Giuseppe Caporale per "la Repubblica"
Un "trust". Un atto firmato dal maestro Luciano Pavarotti, poche settimane prima di morire. Un atto che esclude una fetta del patrimonio dall´eredità. E che rischia di scatenare una lite nella famiglia allargata del tenore. A colpi di carta bollata. Da una parte Nicoletta Mantovani: la seconda moglie, erede universale nel testamento principale e unica beneficiaria proprio di quel "trust".
Perfezionato, nei giorni più difficili della malattia. Dall´altra, le tre figlie del precedente matrimonio con Adua Veroni: Lorenza, Cristina e Giuliana. Ereditiere sì, ma di un ottavo ciascuno di un patrimonio, che, giorno dopo giorno, continua a perdere pezzi. Di certo c´è, che l´ultimo testamento di Luciano Pavarotti, quello pesarese, non è solo un atto tecnico. E non è l´ultimo atto. È molto di più.
Svela l´esistenza di un altro documento importante. Quello che disciplina uno dei principali beni accumulati negli anni dal tenore, il patrimonio americano. Un piccolo tesoro, con dentro tre appartamenti (di cui due mini) a New York, a Central Park, del valore complessivo di circa 10 milioni di euro, e altri beni mobili, tra cui una collezione d´opere d´arte inestimabile: quadri di Henri Matisse. E non solo, a quanto pare.

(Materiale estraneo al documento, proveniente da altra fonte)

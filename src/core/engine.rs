use log::debug;

use super::accumulation::simulate_accumulation;
use super::distribution::simulate_distribution;
use super::events::split_at_transition;
use super::types::{
    AccumulationParameters, CashEvent, ChartPoint, DistributionParameters, OrchestratorResult,
    Phase, YearRecord,
};

/// Runs accumulation then distribution over one timeline. Events up to and
/// including the last accumulation year go to accumulation; the rest go to
/// distribution with absolute year indices preserved.
pub fn run_full_simulation(
    acc_params: &AccumulationParameters,
    dist_params: &DistributionParameters,
    events: &[CashEvent],
) -> OrchestratorResult {
    let transition_year = acc_params.duration_years;
    let (acc_events, dist_events) = split_at_transition(events, transition_year);

    let accumulation = simulate_accumulation(acc_params, &acc_events);
    let transition_corpus = accumulation.summary.final_corpus;
    let distribution = simulate_distribution(
        dist_params,
        transition_corpus,
        transition_year,
        acc_params.annual_inflation_pct,
        &dist_events,
    );

    let invested_base = accumulation.summary.total_invested;
    let mut yearly_records = Vec::with_capacity(
        accumulation.yearly_records.len() + distribution.yearly_records.len(),
    );
    yearly_records.extend(accumulation.yearly_records.iter().cloned());
    yearly_records.extend(distribution.yearly_records.iter().cloned().map(|mut r| {
        r.cumulative_invested += invested_base;
        r
    }));

    let chart_series = build_chart_series(acc_params.initial_lump_sum, &yearly_records);

    debug!(
        "full simulation: transition at year {} with corpus {:.2}, {} records",
        transition_year,
        transition_corpus,
        yearly_records.len()
    );

    OrchestratorResult {
        accumulation,
        distribution,
        yearly_records,
        chart_series,
        transition_year,
        transition_corpus,
    }
}

fn build_chart_series(initial_lump_sum: f64, records: &[YearRecord]) -> Vec<ChartPoint> {
    let mut series = Vec::with_capacity(records.len() + 1);
    series.push(ChartPoint {
        year: 0,
        phase: Phase::Accumulation,
        nominal: initial_lump_sum,
        real: initial_lump_sum,
    });
    series.extend(records.iter().map(|r| ChartPoint {
        year: r.year,
        phase: r.phase,
        nominal: r.closing_balance,
        real: r.real_value,
    }));
    series
}
//! Memoization of full simulations keyed by the complete parameter and event set.
//!
//! Floats are compared and hashed by bit pattern, so `0.0` and `-0.0` are
//! distinct keys and a `NaN` input still finds its own entry.

use std::collections::HashMap;
use std::hash::{Hash, Hasher};

use log::debug;

use super::engine::run_full_simulation;
use super::types::{
    AccumulationParameters, CashEvent, CashEventKind, DistributionParameters, OrchestratorResult,
};

pub const DEFAULT_CACHE_CAPACITY: usize = 256;

#[derive(Debug, Clone)]
struct CacheKey {
    accumulation: AccumulationParameters,
    distribution: DistributionParameters,
    events: Vec<CashEvent>,
}

impl CacheKey {
    fn float_bits(&self) -> impl Iterator<Item = u64> + '_ {
        let acc = &self.accumulation;
        let dist = &self.distribution;
        [
            acc.initial_lump_sum,
            acc.base_monthly_contribution,
            acc.annual_step_up_pct,
            acc.annual_growth_pct,
            acc.annual_inflation_pct,
            dist.initial_monthly_withdrawal,
            dist.annual_withdrawal_growth_pct,
            dist.ongoing_monthly_contribution,
            dist.annual_contribution_step_up_pct,
            dist.annual_growth_pct,
        ]
        .into_iter()
        .map(f64::to_bits)
    }
}

impl PartialEq for CacheKey {
    fn eq(&self, other: &Self) -> bool {
        self.accumulation.duration_years == other.accumulation.duration_years
            && self.distribution.max_years == other.distribution.max_years
            && self.float_bits().eq(other.float_bits())
            && self.events.len() == other.events.len()
            && self.events.iter().zip(&other.events).all(|(a, b)| {
                a.year_index == b.year_index
                    && a.amount.to_bits() == b.amount.to_bits()
                    && a.kind == b.kind
                    && a.label == b.label
            })
    }
}

impl Eq for CacheKey {}

impl Hash for CacheKey {
    fn hash<H: Hasher>(&self, state: &mut H) {
        self.accumulation.duration_years.hash(state);
        self.distribution.max_years.hash(state);
        for bits in self.float_bits() {
            bits.hash(state);
        }
        self.events.len().hash(state);
        for event in &self.events {
            event.year_index.hash(state);
            event.amount.to_bits().hash(state);
            matches!(event.kind, CashEventKind::Addition).hash(state);
            event.label.hash(state);
        }
    }
}

/// Bounded memo table for `run_full_simulation`. When full, it is cleared
/// before the next insert.
#[derive(Debug)]
pub struct SimulationCache {
    entries: HashMap<CacheKey, OrchestratorResult>,
    capacity: usize,
    hits: u64,
    misses: u64,
}

impl Default for SimulationCache {
    fn default() -> Self {
        Self::with_capacity(DEFAULT_CACHE_CAPACITY)
    }
}

impl SimulationCache {
    pub fn with_capacity(capacity: usize) -> Self {
        Self {
            entries: HashMap::new(),
            capacity: capacity.max(1),
            hits: 0,
            misses: 0,
        }
    }

    pub fn run_full_simulation(
        &mut self,
        acc_params: &AccumulationParameters,
        dist_params: &DistributionParameters,
        events: &[CashEvent],
    ) -> OrchestratorResult {
        let key = CacheKey {
            accumulation: acc_params.clone(),
            distribution: dist_params.clone(),
            events: events.to_vec(),
        };

        if let Some(hit) = self.entries.get(&key) {
            self.hits += 1;
            return hit.clone();
        }

        self.misses += 1;
        if self.entries.len() >= self.capacity {
            debug!("simulation cache full at {} entries, clearing", self.entries.len());
            self.entries.clear();
        }
        let result = run_full_simulation(acc_params, dist_params, events);
        self.entries.insert(key, result.clone());
        result
    }

    pub fn len(&self) -> usize {
        self.entries.len()
    }

    pub fn is_empty(&self) -> bool {
        self.entries.is_empty()
    }

    pub fn hits(&self) -> u64 {
        self.hits
    }

    pub fn misses(&self) -> u64 {
        self.misses
    }
}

Dal testamento aperto ieri, presso lo studio di Gabicce del notaio Luciano Buonanno, su richiesta dell´avvocato Giorgio Bernini, legale rappresentante della Mantovani, si è scoperto, che questo tesoro americano è stato blindato. Non entrerà a far parte dei beni da dividere con l´eredità.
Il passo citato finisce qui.